With statistical reports from World Bank revealing that the Kenyan population increases at one million per year against a supply of less than 50, OOO housing units over the same period, housing deficit has been a significant concern that has taken the attention of the government.
It is against this backdrop that the administration of President Uhuru Kenyatta came up with a very ambitious plan that will ensure delivery of 1 million affordable housing units by 2022. The President, as part of a detailed Big Four Agenda, hopes to enable low-income earners to own homes by the time his second and final term comes to an end.
Of the 1 million, the government plans to deliver 800,000 housing units through a public-private partnership that will involve huge capital inflow from the private sector. Despite the delay to lay down frameworks, private investors are already excited and are warming up to cash in on the vast project.
However, everyone else has been lost in this excitement, and a crucial student segment is seemingly being forgotten.

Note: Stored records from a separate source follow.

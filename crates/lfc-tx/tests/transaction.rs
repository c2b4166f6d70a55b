//! End-to-end behaviour of the public API.

use lfc_tx::{
    Input, Node, Output, ResolveError, SchemaVersion, Transaction, TransactionBuilder,
    ValidationError, compute_cid, decode_transaction, decode_transaction_with_schema,
    encode_fields, encode_transaction, is_valid, resolve, resolve_with_schema, tree, validate,
};
use proptest::prelude::*;
use serde_json::{Value, json};

fn zeros() -> String {
    "0".repeat(64)
}

fn sample(schema: SchemaVersion) -> Transaction {
    TransactionBuilder::new(zeros(), 1_600_000_000_000)
        .schema(schema)
        .reward("minted")
        .input(Input::new(0, zeros(), 150, zeros(), zeros()))
        .output(Output::new(0, 150, zeros()))
        .build()
}

fn top_level_fields(bytes: &[u8], schema: SchemaVersion) -> usize {
    lfc_tx::codec::decode_node(bytes, schema).unwrap().len()
}

#[test]
fn sample_transaction_v2() {
    let tx = sample(SchemaVersion::V2);
    let bytes = encode_transaction(&tx).unwrap();
    assert_eq!(bytes.len(), 364);
    assert_eq!(top_level_fields(&bytes, SchemaVersion::V2), 6);
    assert_eq!(decode_transaction(&bytes).unwrap(), tx);

    assert_eq!(validate(&tx), Ok(()));
    assert!(is_valid(&tx));

    let res = resolve(&bytes, "reward").unwrap();
    assert_eq!(res.value, Node::String("minted".to_string()));
    assert_eq!(res.remainder_path, "");
}

#[test]
fn sample_transaction_v1() {
    let tx = sample(SchemaVersion::V1);
    let bytes = encode_transaction(&tx).unwrap();
    assert_eq!(bytes.len(), 360);
    assert_eq!(top_level_fields(&bytes, SchemaVersion::V1), 5);
    assert_eq!(decode_transaction_with_schema(&bytes, SchemaVersion::V1).unwrap(), tx);
    assert!(is_valid(&tx));

    let res = resolve_with_schema(&bytes, "reward", SchemaVersion::V1).unwrap();
    assert_eq!(res.value.as_str(), Some("minted"));
}

#[test]
fn omitted_inputs_decode_as_empty() {
    let fields = json!({
        "id": zeros(),
        "time": 1_600_000_000_000u64,
        "reward": "minted",
        "outputs": [{ "index": 0, "amount": 150, "address": zeros() }],
    });
    let bytes = encode_fields(&fields, SchemaVersion::V2).unwrap();
    let tx = decode_transaction(&bytes).unwrap();
    assert!(tx.inputs().is_empty());
    assert_eq!(resolve(&bytes, "inputs").unwrap().value, Node::List(vec![]));
    assert_eq!(tx.to_json()["inputs"], json!([]));
}

#[test]
fn field_map_and_typed_transaction_agree() {
    let tx = sample(SchemaVersion::V2);
    let from_fields = Transaction::from_fields(&tx.to_json()).unwrap();
    assert_eq!(from_fields, tx);
    assert_eq!(
        encode_fields(&tx.to_json(), SchemaVersion::V2).unwrap(),
        encode_transaction(&tx).unwrap()
    );
}

#[test]
fn cid_of_sample() {
    let tx = sample(SchemaVersion::V2);
    let bytes = tx.serialize().unwrap();
    let cid = tx.cid().unwrap();
    assert_eq!(cid, compute_cid(&bytes));
    assert!(cid.verify(&bytes));
    assert_eq!(cid.codec(), 0x1c01);
    assert_ne!(cid, sample(SchemaVersion::V1).cid().unwrap());
}

#[test]
fn unknown_path_names_the_field() {
    let bytes = sample(SchemaVersion::V2).serialize().unwrap();
    match resolve(&bytes, "outputs/0/memo") {
        Err(ResolveError::MissingField { field, record }) => {
            assert_eq!(field, "memo");
            assert_eq!(record, "LFCOutput");
        }
        other => panic!("unexpected: {:?}", other),
    }
}

#[test]
fn display_reports_size() {
    let tx = sample(SchemaVersion::V2);
    assert!(tx.to_string().ends_with("size: 364>"));
    assert!(tx.outputs()[0].to_string().starts_with("LFCOutput <index: \"0\""));
}

#[test]
fn non_object_candidates_are_invalid() {
    for candidate in [json!(null), json!(5), json!([]), json!("LFCTx"), json!(true)] {
        assert!(!is_valid(&candidate), "{candidate}");
        assert!(matches!(
            validate(&candidate),
            Err(ValidationError::NotAnObject { ref path, .. }) if path == "LFCTx"
        ));
    }
}

#[test]
fn public_types_are_send_sync() {
    fn assert_send_sync<T: Send + Sync>() {}

    assert_send_sync::<Transaction>();
    assert_send_sync::<Input>();
    assert_send_sync::<Output>();
    assert_send_sync::<Node>();
    assert_send_sync::<lfc_tx::Paths>();
    assert_send_sync::<lfc_tx::TxCid>();
    assert_send_sync::<lfc_tx::Resolution>();
    assert_send_sync::<ValidationError>();
}

// =============================================================================
// PROPERTIES
// =============================================================================

fn hex_hash() -> impl Strategy<Value = String> {
    "[0-9a-f]{64}"
}

fn input() -> impl Strategy<Value = Input> {
    (any::<u64>(), hex_hash(), any::<u64>(), "[a-zA-Z0-9]{1,70}", "[0-9a-f]{2,130}")
        .prop_map(|(index, tx, amount, address, sig)| Input::new(index, tx, amount, address, sig))
}

fn output() -> impl Strategy<Value = Output> {
    (any::<u64>(), any::<u64>(), "[a-zA-Z0-9]{1,70}")
        .prop_map(|(index, amount, address)| Output::new(index, amount, address))
}

fn schema() -> impl Strategy<Value = SchemaVersion> {
    prop_oneof![Just(SchemaVersion::V1), Just(SchemaVersion::V2)]
}

fn transaction() -> impl Strategy<Value = Transaction> {
    (
        schema(),
        hex_hash(),
        any::<u64>(),
        prop_oneof![Just("mined"), Just("minted"), Just("0x")],
        prop::collection::vec(input(), 0..4),
        prop::collection::vec(output(), 1..4),
    )
        .prop_map(|(schema, id, time, reward, inputs, outputs)| {
            TransactionBuilder::new(id, time)
                .schema(schema)
                .reward(reward)
                .inputs(inputs)
                .outputs(outputs)
                .build()
        })
}

/// Field maps that are sometimes valid and sometimes not.
fn field_map() -> impl Strategy<Value = Value> {
    (
        prop_oneof![hex_hash().prop_map(Value::from), Just(json!("short")), Just(json!(5))],
        prop_oneof![Just(json!(1)), Just(json!("12")), Just(json!("later")), Just(Value::Null)],
        prop_oneof![Just(json!("mined")), Just(json!("")), Just(json!("stolen"))],
        prop_oneof![Just(json!("ff")), Just(json!("0x")), Just(json!("zz"))],
        prop_oneof![Just(json!(0)), Just(json!(1.5)), Just(json!("x"))],
        0usize..3,
    )
        .prop_map(|(id, time, reward, signature, amount, outputs)| {
            let outputs: Vec<Value> = (0..outputs)
                .map(|i| json!({ "index": i, "amount": amount, "address": "a" }))
                .collect();
            json!({
                "id": id,
                "time": time,
                "reward": reward,
                "inputs": [{
                    "index": 0, "tx": "0".repeat(64), "amount": 1, "address": "a",
                    "signature": signature
                }],
                "outputs": outputs,
            })
        })
}

proptest! {
    #[test]
    fn prop_roundtrip(tx in transaction()) {
        let bytes = encode_transaction(&tx).unwrap();
        let decoded = decode_transaction_with_schema(&bytes, tx.schema()).unwrap();
        prop_assert_eq!(&decoded, &tx);
        prop_assert_eq!(encode_transaction(&decoded).unwrap(), bytes);
    }

    #[test]
    fn prop_generated_transactions_validate(tx in transaction()) {
        prop_assert_eq!(validate(&tx), Ok(()));
    }

    #[test]
    fn prop_cid_deterministic(tx in transaction(), bit in 0usize..64) {
        let bytes = tx.serialize().unwrap();
        prop_assert_eq!(compute_cid(&bytes), compute_cid(&bytes.clone()));

        let mut flipped = bytes.clone();
        let byte = bit / 8 % flipped.len();
        flipped[byte] ^= 1 << (bit % 8);
        prop_assert_ne!(compute_cid(&bytes), compute_cid(&flipped));
    }

    #[test]
    fn prop_is_valid_matches_validate(fields in field_map()) {
        prop_assert_eq!(is_valid(&fields), validate(&fields).is_ok());
    }

    #[test]
    fn prop_bad_id_length_fails(tx in transaction(), id in "[0-9a-f]{0,63}|[0-9a-f]{65,90}") {
        let mut fields = tx.to_json();
        fields["id"] = Value::from(id.clone());
        match validate(&fields) {
            Err(ValidationError::LengthMismatch { path, expected, actual }) => {
                prop_assert_eq!(path, "LFCTx.id");
                prop_assert_eq!(expected, 64);
                prop_assert_eq!(actual, id.len());
            }
            other => prop_assert!(false, "unexpected: {:?}", other),
        }
    }

    #[test]
    fn prop_empty_outputs_fail(tx in transaction()) {
        let mut fields = tx.to_json();
        fields["outputs"] = json!([]);
        let is_no_outputs = matches!(validate(&fields), Err(ValidationError::NoOutputs { .. }));
        prop_assert!(is_no_outputs);
    }

    #[test]
    fn prop_tree_deterministic(tx in transaction()) {
        let bytes = tx.serialize().unwrap();
        if tx.schema() == SchemaVersion::V2 {
            let first: Vec<String> = tree(&bytes).unwrap().collect();
            let second: Vec<String> = tree(&bytes).unwrap().collect();
            prop_assert_eq!(&first, &second);
            let expected = 4 + 1 + tx.inputs().len() * 6 + 1 + tx.outputs().len() * 4;
            prop_assert_eq!(first.len(), expected);
        }
    }

    #[test]
    fn prop_root_resolves_to_record(tx in transaction()) {
        let bytes = tx.serialize().unwrap();
        let whole = resolve_with_schema(&bytes, "/", tx.schema()).unwrap();
        prop_assert_eq!(whole.remainder_path, "");
        prop_assert_eq!(
            Transaction::from_node(&whole.value, tx.schema()).unwrap(),
            tx
        );
    }
}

Since the government established the double- intake policy in 2011 which was meant to cut on the one-year period that form four leavers waited at home to join tertiary institutions, universities have registered increased enrolments. This has in effect constrained their supply of essential infrastructures including accommodation, with universities being able to provide about 36% of their student population with a guaranteed accommodation facility.
Averagely, the higher learning institutions have experienced an estimated shortage of 500,000 beds. The private sector has previously stepped in to bridge this gap through the provision of hostels, shared accommodation or even conversion of the residential housing into student rooms.
However, this is yet to sort out 75 percent of student accommodation which is in many cases poor in quality, characterized by unaffordability, lack of space for reading, congestion as well as poor management and security.
The government and even the private sector should now turn a sharper focus to the student segment, also as they help in delivering the administration’s housing agenda. With high guaranteed returns, considering the growing population of students in tertiary institutions, developers need to position themselves by providing modern, better quality, affordable, purposefully designed accommodation to address the existing gap.